If you are going to buy stuff - put your money in the lens. 

It's digital - take lots of pics (costs nothing to shoot a bunch). 

This gets hard for some - shoot your pictures in *RAW* format - get away from jpg(jpeg). Won't go all into it, but first, you can't post a RAW image to this board or send it to a friend in a message (need special software) - you have to convert the ones you want to share to jpg. HOWEVER, Raw images are not compressed like jpg's, so you can make lots of adjustments that you can't with a jpg and the quality is as good as it can possibly get. For example, you can adjust the exposure. I use Adobe Lightroom. It's not Photoshopping, think of it more as developing (like negatives). 

But I will tell you, you can't take the picture if you don't have your camera with you. There are people out there right now travelling around the US in cars making a living selling pictures they take for thousands of dollars with an iPhone. You gotta be there with a camera to get the picture.
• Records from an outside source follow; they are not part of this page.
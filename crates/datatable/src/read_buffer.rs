//! Typed, block-oriented read access to column data.

use crate::byte_reader::ByteBlockReader;
use crate::element::ColumnElement;
use crate::error::{ConversionError, FormatError, Result, TableError};
use lru::LruCache;
use std::future::Future;
use std::num::NonZeroUsize;
use std::pin::Pin;
use std::sync::Arc;

pub type BlockFuture<'a, T> = Pin<Box<dyn Future<Output = Result<Arc<[T]>>> + Send + 'a>>;

/// Read-only sequence of `T` fetched one block at a time.
///
/// Implementations take `&mut self` for fetches because they own a block cache;
/// readers that need to run in parallel should each hold their own instance.
pub trait ReadOnlyBuffer<T>: Send {
    /// Number of elements.
    fn size(&self) -> u64;

    /// Elements per block (the last block may be shorter).
    fn block_size(&self) -> usize;

    fn block_count(&self) -> usize {
        block_count(self.size(), self.block_size())
    }

    /// Fetch block `index`. An empty buffer yields an empty block for any index.
    fn get_typed_block(&mut self, index: usize) -> BlockFuture<'_, T>;
}

impl<T, B: ReadOnlyBuffer<T> + ?Sized> ReadOnlyBuffer<T> for Box<B> {
    fn size(&self) -> u64 {
        (**self).size()
    }

    fn block_size(&self) -> usize {
        (**self).block_size()
    }

    fn block_count(&self) -> usize {
        (**self).block_count()
    }

    fn get_typed_block(&mut self, index: usize) -> BlockFuture<'_, T> {
        (**self).get_typed_block(index)
    }
}

pub(crate) fn block_count(size: u64, block_size: usize) -> usize {
    if size == 0 || block_size == 0 {
        return 0;
    }
    size.div_ceil(block_size as u64) as usize
}

/// Configured block size clamped to the element count.
pub(crate) fn effective_block_size(configured: usize, size: u64) -> usize {
    (configured.max(1) as u64).min(size) as usize
}

fn element_range(index: usize, block_size: usize, size: u64) -> (u64, u64) {
    let start = index as u64 * block_size as u64;
    let end = (start + block_size as u64).min(size);
    (start, end)
}

fn check_block(index: usize, count: usize) -> Result<()> {
    if index >= count {
        return Err(TableError::BlockOutOfRange { index, count });
    }
    Ok(())
}

fn read_u64s(bytes: &[u8]) -> Vec<u64> {
    bytes
        .chunks_exact(8)
        .map(|c| {
            let mut raw = [0u8; 8];
            raw.copy_from_slice(c);
            u64::from_le_bytes(raw)
        })
        .collect()
}

/// Where a column's bytes live inside the table.
#[derive(Clone, Copy, Debug, PartialEq, Eq)]
pub enum ColumnLayout {
    /// `rows × element_size` bytes starting at `offset`.
    Fixed { offset: u64, element_size: usize },
    /// `rows + 1` little-endian u64 payload offsets starting at `offset`,
    /// followed by the payload.
    Encoded { offset: u64 },
}

impl ColumnLayout {
    pub fn offset(&self) -> u64 {
        match self {
            ColumnLayout::Fixed { offset, .. } | ColumnLayout::Encoded { offset } => *offset,
        }
    }

    /// Bytes occupied by the column. `payload_len` (the last offset table entry)
    /// only matters for encoded columns. `None` if the size does not fit a `u64`.
    pub fn byte_size(&self, rows: u64, payload_len: u64) -> Option<u64> {
        match self {
            ColumnLayout::Fixed { element_size, .. } => rows.checked_mul(*element_size as u64),
            ColumnLayout::Encoded { .. } => rows
                .checked_add(1)?
                .checked_mul(8)?
                .checked_add(payload_len),
        }
    }
}

/// [`ReadOnlyBuffer`] over a column's byte range.
///
/// Blocks are fetched on tokio's blocking pool and kept in a small LRU keyed by
/// block index. The default capacity is one block: repeated access within a
/// block is free, anything else refetches.
pub struct ColumnBuffer<T: ColumnElement> {
    reader: Arc<dyn ByteBlockReader>,
    layout: ColumnLayout,
    size: u64,
    block_size: usize,
    cache: LruCache<usize, Arc<[T]>>,
    fetches: u64,
}

impl<T: ColumnElement> ColumnBuffer<T> {
    pub fn new(
        reader: Arc<dyn ByteBlockReader>,
        layout: ColumnLayout,
        rows: u64,
        block_size: usize,
        cache_blocks: NonZeroUsize,
    ) -> std::result::Result<Self, FormatError> {
        let matches_type = match (layout, T::COLUMN_TYPE.fixed_size()) {
            (ColumnLayout::Fixed { element_size, .. }, Some(size)) => element_size == size,
            (ColumnLayout::Encoded { .. }, None) => true,
            _ => false,
        };
        if !matches_type {
            return Err(FormatError::InvalidElement(T::COLUMN_TYPE.name()));
        }
        Ok(Self {
            reader,
            layout,
            size: rows,
            block_size: effective_block_size(block_size, rows),
            cache: LruCache::new(cache_blocks),
            fetches: 0,
        })
    }

    /// Fixed-size column over `byte_size` bytes at `offset`; the element count is
    /// `byte_size / element_size`.
    pub fn from_byte_range(
        reader: Arc<dyn ByteBlockReader>,
        offset: u64,
        byte_size: u64,
        block_size: usize,
    ) -> std::result::Result<Self, FormatError> {
        let element_size = T::COLUMN_TYPE
            .fixed_size()
            .ok_or(FormatError::InvalidElement(T::COLUMN_TYPE.name()))?;
        Self::new(
            reader,
            ColumnLayout::Fixed {
                offset,
                element_size,
            },
            byte_size / element_size as u64,
            block_size,
            NonZeroUsize::MIN,
        )
    }

    pub fn layout(&self) -> ColumnLayout {
        self.layout
    }

    /// Number of block fetches that reached the byte reader.
    pub fn fetch_count(&self) -> u64 {
        self.fetches
    }

    fn fetch(&self, index: usize) -> impl Future<Output = Result<Vec<T>>> + Send + 'static {
        let (start, end) = element_range(index, self.block_size, self.size);
        let reader = self.reader.clone();
        let layout = self.layout;
        let rows = self.size;

        async move {
            tokio::task::spawn_blocking(move || match layout {
                ColumnLayout::Fixed {
                    offset,
                    element_size,
                } => {
                    let bytes = reader.get_block(
                        offset + start * element_size as u64,
                        (end - start) * element_size as u64,
                    )?;
                    bytes
                        .chunks_exact(element_size)
                        .map(|chunk| T::decode(chunk).map_err(TableError::from))
                        .collect()
                }
                ColumnLayout::Encoded { offset } => {
                    let table = reader.get_block(offset + start * 8, (end - start + 1) * 8)?;
                    let offsets = read_u64s(&table);
                    if offsets.windows(2).any(|w| w[1] < w[0]) {
                        return Err(FormatError::InvalidElement("offset table").into());
                    }
                    let first = offsets[0];
                    let last = offsets[offsets.len() - 1];
                    let payload_at = ColumnLayout::Encoded { offset }
                        .byte_size(rows, first)
                        .and_then(|table_and_skip| offset.checked_add(table_and_skip))
                        .ok_or(FormatError::InvalidElement("offset table"))?;
                    let payload = reader.get_block(payload_at, last - first)?;

                    offsets
                        .windows(2)
                        .map(|w| {
                            let from = (w[0] - first) as usize;
                            let to = (w[1] - first) as usize;
                            T::decode(&payload[from..to]).map_err(TableError::from)
                        })
                        .collect()
                }
            })
            .await?
        }
    }
}

impl<T: ColumnElement> ReadOnlyBuffer<T> for ColumnBuffer<T> {
    fn size(&self) -> u64 {
        self.size
    }

    fn block_size(&self) -> usize {
        self.block_size
    }

    fn get_typed_block(&mut self, index: usize) -> BlockFuture<'_, T> {
        Box::pin(async move {
            if self.size == 0 {
                return Ok(Arc::from(Vec::new()));
            }
            check_block(index, self.block_count())?;
            if let Some(hit) = self.cache.get(&index) {
                return Ok(hit.clone());
            }

            let block: Arc<[T]> = Arc::from(self.fetch(index).await?);
            self.fetches += 1;
            self.cache.put(index, block.clone());
            Ok(block)
        })
    }
}

/// [`ReadOnlyBuffer`] over elements already in memory.
#[derive(Clone, Debug)]
pub struct MemoryBuffer<T> {
    data: Arc<[T]>,
    block_size: usize,
}

impl<T: Clone> MemoryBuffer<T> {
    pub fn new(data: impl Into<Arc<[T]>>, block_size: usize) -> Self {
        let data = data.into();
        let block_size = effective_block_size(block_size, data.len() as u64);
        Self { data, block_size }
    }
}

impl<T: Clone + Send + Sync + 'static> ReadOnlyBuffer<T> for MemoryBuffer<T> {
    fn size(&self) -> u64 {
        self.data.len() as u64
    }

    fn block_size(&self) -> usize {
        self.block_size
    }

    fn get_typed_block(&mut self, index: usize) -> BlockFuture<'_, T> {
        let result = if self.data.is_empty() {
            Ok(Arc::from(Vec::new()))
        } else {
            check_block(index, self.block_count()).map(|()| {
                let (start, end) = element_range(index, self.block_size, self.size());
                Arc::from(&self.data[start as usize..end as usize])
            })
        };
        Box::pin(std::future::ready(result))
    }
}

pub type ConvertFn<S, T> = Arc<dyn Fn(&S) -> std::result::Result<T, ConversionError> + Send + Sync>;

/// Presents a buffer of `S` as a buffer of `T` by converting each block as it
/// is fetched. The most recently converted block is kept.
pub struct ConvertingBuffer<S, T> {
    inner: Box<dyn ReadOnlyBuffer<S>>,
    convert: ConvertFn<S, T>,
    last: Option<(usize, Arc<[T]>)>,
}

impl<S, T> ConvertingBuffer<S, T> {
    pub fn new(inner: Box<dyn ReadOnlyBuffer<S>>, convert: ConvertFn<S, T>) -> Self {
        Self {
            inner,
            convert,
            last: None,
        }
    }
}

impl<S: Send + Sync + 'static, T: Send + Sync + 'static> ReadOnlyBuffer<T> for ConvertingBuffer<S, T> {
    fn size(&self) -> u64 {
        self.inner.size()
    }

    fn block_size(&self) -> usize {
        self.inner.block_size()
    }

    fn get_typed_block(&mut self, index: usize) -> BlockFuture<'_, T> {
        Box::pin(async move {
            if let Some((cached, block)) = &self.last {
                if *cached == index {
                    return Ok(block.clone());
                }
            }
            let source = self.inner.get_typed_block(index).await?;
            let converted = source
                .iter()
                .map(|item| (self.convert)(item))
                .collect::<std::result::Result<Vec<T>, _>>()?;
            let block: Arc<[T]> = Arc::from(converted);
            self.last = Some((index, block.clone()));
            Ok(block)
        })
    }
}

#[cfg(test)]
mod tests {
    use super::*;
    use crate::byte_reader::MemoryByteReader;
    use crate::composite::{CompositeBuffer, CompositeBufferOptions};
    use datatable_fs::TempFileManager;

    fn int_column(values: &[i32], block_size: usize) -> ColumnBuffer<i32> {
        let mut bytes = Vec::new();
        for v in values {
            bytes.extend_from_slice(&v.to_le_bytes());
        }
        let len = bytes.len() as u64;
        ColumnBuffer::from_byte_range(Arc::new(MemoryByteReader::new(bytes)), 0, len, block_size)
            .unwrap()
    }

    #[tokio::test]
    async fn block_arithmetic_and_last_block_length() {
        let values: Vec<i32> = (0..10).collect();
        let mut column = int_column(&values, 4);
        assert_eq!(column.size(), 10);
        assert_eq!(column.block_size(), 4);
        assert_eq!(column.block_count(), 3);
        let last = column.get_typed_block(2).await.unwrap();
        assert_eq!(&last[..], &[8, 9]);
        assert!(matches!(
            column.get_typed_block(3).await,
            Err(TableError::BlockOutOfRange { index: 3, count: 3 })
        ));
    }

    #[tokio::test]
    async fn block_size_is_clamped_to_element_count() {
        let mut column = int_column(&[1, 2, 3], 1024);
        assert_eq!(column.block_size(), 3);
        assert_eq!(column.block_count(), 1);
        assert_eq!(&column.get_typed_block(0).await.unwrap()[..], &[1, 2, 3]);
    }

    #[tokio::test]
    async fn empty_column_has_no_blocks_and_reads_empty() {
        let mut column = int_column(&[], 16);
        assert_eq!(column.block_count(), 0);
        assert!(column.get_typed_block(0).await.unwrap().is_empty());
        assert!(column.get_typed_block(7).await.unwrap().is_empty());
        assert_eq!(column.fetch_count(), 0);
    }

    #[tokio::test]
    async fn repeated_fetch_hits_the_cache() {
        let mut column = int_column(&(0..100).collect::<Vec<_>>(), 10);
        let first = column.get_typed_block(3).await.unwrap();
        let second = column.get_typed_block(3).await.unwrap();
        assert_eq!(first, second);
        assert_eq!(column.fetch_count(), 1);

        // Single-slot cache: alternating blocks refetch.
        column.get_typed_block(4).await.unwrap();
        column.get_typed_block(3).await.unwrap();
        assert_eq!(column.fetch_count(), 3);
    }

    #[tokio::test]
    async fn encoded_column_reads_variable_length_blocks() {
        let words = ["alpha", "", "gamma", "delta", "ε"].map(String::from);
        let mut buffer: CompositeBuffer<String> =
            CompositeBuffer::new(Arc::new(TempFileManager::new()), CompositeBufferOptions::default());
        buffer.add_all(&words).unwrap();
        let mut bytes = Vec::new();
        buffer.write_to(&mut bytes).unwrap();

        let mut column: ColumnBuffer<String> = ColumnBuffer::new(
            Arc::new(MemoryByteReader::new(bytes)),
            ColumnLayout::Encoded { offset: 0 },
            words.len() as u64,
            2,
            NonZeroUsize::MIN,
        )
        .unwrap();
        assert_eq!(column.block_count(), 3);
        assert_eq!(&column.get_typed_block(0).await.unwrap()[..], &words[0..2]);
        assert_eq!(&column.get_typed_block(1).await.unwrap()[..], &words[2..4]);
        assert_eq!(&column.get_typed_block(2).await.unwrap()[..], &words[4..]);
    }

    #[test]
    fn layout_must_match_element_type() {
        let reader: Arc<dyn ByteBlockReader> = Arc::new(MemoryByteReader::new(vec![0u8; 8]));
        assert!(ColumnBuffer::<String>::new(
            reader.clone(),
            ColumnLayout::Fixed {
                offset: 0,
                element_size: 4
            },
            2,
            4,
            NonZeroUsize::MIN
        )
        .is_err());
        assert!(ColumnBuffer::<i64>::new(
            reader,
            ColumnLayout::Fixed {
                offset: 0,
                element_size: 4
            },
            2,
            4,
            NonZeroUsize::MIN
        )
        .is_err());
    }

    #[tokio::test]
    async fn converting_buffer_maps_each_element() {
        let inner = MemoryBuffer::new(vec![1i32, 2, 3], 2);
        let mut converted: ConvertingBuffer<i32, f64> =
            ConvertingBuffer::new(Box::new(inner), Arc::new(|v: &i32| Ok(*v as f64 * 0.5)));
        assert_eq!(converted.block_count(), 2);
        assert_eq!(&converted.get_typed_block(1).await.unwrap()[..], &[1.5]);
    }
}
Anyhow, take it for what it's worth.

Later - gotta go back up in the attic!!! haha


----------



## Lurker (Dec 17, 2013)

Bodie
False Cape, Va


----------



## Lurker (Dec 17, 2013)

Bruce
North Landing River


----------



## Lurker (Dec 17, 2013)

Bruce
Sandbridge
Virginia Beach


----------



## Lurker (Dec 17, 2013)

Bruce & Bodie
Sandbridge
Virginia Beach


----------



## Lurker (Dec 17, 2013)

Bruce
Not that great of a shot......but cool, I think..will get a better one soon.


----------



## 1AngryHound (Dec 24, 2015)

"This gets hard for some - shoot your pictures in *RAW* format - get away from jpg(jpeg). Won't go all into it, but first, you can't post a RAW image to this board or send it to a friend in a message (need special software) - you have to convert the ones you want to share to jpg. HOWEVER, Raw images are not compressed like jpg's, so you can make lots of adjustments that you can't with a jpg and the quality is as good as it can possibly get. For example, you can adjust the exposure. I use Adobe Lightroom. It's not Photoshopping, think of it more as developing (like negatives)."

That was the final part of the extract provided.